[Items from a dataset]

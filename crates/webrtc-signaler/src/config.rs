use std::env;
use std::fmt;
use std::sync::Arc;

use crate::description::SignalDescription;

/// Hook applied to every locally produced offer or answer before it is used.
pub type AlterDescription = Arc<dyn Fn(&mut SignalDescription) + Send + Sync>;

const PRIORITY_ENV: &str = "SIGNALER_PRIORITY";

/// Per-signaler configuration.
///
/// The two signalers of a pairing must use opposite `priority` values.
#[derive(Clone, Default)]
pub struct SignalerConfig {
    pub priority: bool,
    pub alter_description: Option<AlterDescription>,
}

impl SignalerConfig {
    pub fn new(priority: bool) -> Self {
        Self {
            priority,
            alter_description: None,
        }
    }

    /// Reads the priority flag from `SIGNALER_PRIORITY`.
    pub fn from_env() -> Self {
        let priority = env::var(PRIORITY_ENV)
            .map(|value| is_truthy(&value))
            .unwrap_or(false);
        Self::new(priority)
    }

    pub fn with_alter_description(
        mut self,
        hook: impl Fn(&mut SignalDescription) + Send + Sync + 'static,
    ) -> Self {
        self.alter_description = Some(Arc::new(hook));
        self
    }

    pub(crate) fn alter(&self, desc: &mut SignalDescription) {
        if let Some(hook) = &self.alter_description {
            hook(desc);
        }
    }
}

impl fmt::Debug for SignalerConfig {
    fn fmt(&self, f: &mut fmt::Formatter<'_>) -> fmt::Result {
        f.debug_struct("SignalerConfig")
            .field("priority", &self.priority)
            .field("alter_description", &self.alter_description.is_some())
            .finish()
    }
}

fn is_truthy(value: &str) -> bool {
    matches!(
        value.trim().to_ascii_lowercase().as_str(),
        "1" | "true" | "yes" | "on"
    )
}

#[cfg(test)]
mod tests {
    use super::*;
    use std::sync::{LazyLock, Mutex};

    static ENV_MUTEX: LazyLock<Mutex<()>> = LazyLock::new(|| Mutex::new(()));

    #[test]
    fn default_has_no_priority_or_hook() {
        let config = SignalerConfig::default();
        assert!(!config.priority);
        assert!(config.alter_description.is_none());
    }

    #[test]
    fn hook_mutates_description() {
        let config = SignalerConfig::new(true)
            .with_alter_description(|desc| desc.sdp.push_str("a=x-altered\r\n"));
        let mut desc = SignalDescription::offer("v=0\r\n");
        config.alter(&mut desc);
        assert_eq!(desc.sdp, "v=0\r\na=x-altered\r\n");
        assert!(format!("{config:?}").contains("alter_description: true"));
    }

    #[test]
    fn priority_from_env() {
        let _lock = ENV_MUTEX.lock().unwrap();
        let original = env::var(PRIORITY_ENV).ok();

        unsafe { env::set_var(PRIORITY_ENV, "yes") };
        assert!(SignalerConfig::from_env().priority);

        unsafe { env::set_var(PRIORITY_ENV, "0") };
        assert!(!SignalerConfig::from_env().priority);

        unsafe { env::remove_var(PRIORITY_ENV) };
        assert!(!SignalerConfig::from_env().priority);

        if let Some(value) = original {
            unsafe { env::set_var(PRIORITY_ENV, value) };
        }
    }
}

* Your task:
Preserving every character, copy the records above out again.

* Problem solution:
filename crates/webrtc-signaler/src/config.rs
use std::env;
use std::fmt;
use std::sync::Arc;

use crate::description::SignalDescription;

/// Hook applied to every locally produced offer or answer before it is used.
pub type AlterDescription = Arc<dyn Fn(&mut SignalDescription) + Send + Sync>;

const PRIORITY_ENV: &str = "SIGNALER_PRIORITY";

/// Per-signaler configuration.
///
/// The two signalers of a pairing must use opposite `priority` values.
#[derive(Clone, Default)]
pub struct SignalerConfig {
    pub priority: bool,
    pub alter_description: Option<AlterDescription>,
}

impl SignalerConfig {
    pub fn new(priority: bool) -> Self {
        Self {
            priority,
            alter_description: None,
        }
    }

    /// Reads the priority flag from `SIGNALER_PRIORITY`.
    pub fn from_env() -> Self {
        let priority = env::var(PRIORITY_ENV)
            .map(|value| is_truthy(&value))
            .unwrap_or(false);
        Self::new(priority)
    }

    pub fn with_alter_description(
        mut self,
        hook: impl Fn(&mut SignalDescription) + Send + Sync + 'static,
    ) -> Self {
        self.alter_description = Some(Arc::new(hook));
        self
    }

    pub(crate) fn alter(&self, desc: &mut SignalDescription) {
        if let Some(hook) = &self.alter_description {
            hook(desc);
        }
    }
}

impl fmt::Debug for SignalerConfig {
    fn fmt(&self, f: &mut fmt::Formatter<'_>) -> fmt::Result {
        f.debug_struct("SignalerConfig")
            .field("priority", &self.priority)
            .field("alter_description", &self.alter_description.is_some())
            .finish()
    }
}

fn is_truthy(value: &str) -> bool {
    matches!(
        value.trim().to_ascii_lowercase().as_str(),
        "1" | "true" | "yes" | "on"
    )
}

#[cfg(test)]
mod tests {
    use super::*;
    use std::sync::{LazyLock, Mutex};

    static ENV_MUTEX: LazyLock<Mutex<()>> = LazyLock::new(|| Mutex::new(()));

    #[test]
    fn default_has_no_priority_or_hook() {
        let config = SignalerConfig::default();
        assert!(!config.priority);
        assert!(config.alter_description.is_none());
    }

    #[test]
    fn hook_mutates_description() {
        let config = SignalerConfig::new(true)
            .with_alter_description(|desc| desc.sdp.push_str("a=x-altered\r\n"));
        let mut desc = SignalDescription::offer("v=0\r\n");
        config.alter(&mut desc);
        assert_eq!(desc.sdp, "v=0\r\na=x-altered\r\n");
        assert!(format!("{config:?}").contains("alter_description: true"));
    }

    #[test]
    fn priority_from_env() {
        let _lock = ENV_MUTEX.lock().unwrap();
        let original = env::var(PRIORITY_ENV).ok();

        unsafe { env::set_var(PRIORITY_ENV, "yes") };
        assert!(SignalerConfig::from_env().priority);

        unsafe { env::set_var(PRIORITY_ENV, "0") };
        assert!(!SignalerConfig::from_env().priority);

        unsafe { env::remove_var(PRIORITY_ENV) };
        assert!(!SignalerConfig::from_env().priority);

        if let Some(value) = original {
            unsafe { env::set_var(PRIORITY_ENV, value) };
        }
    }
}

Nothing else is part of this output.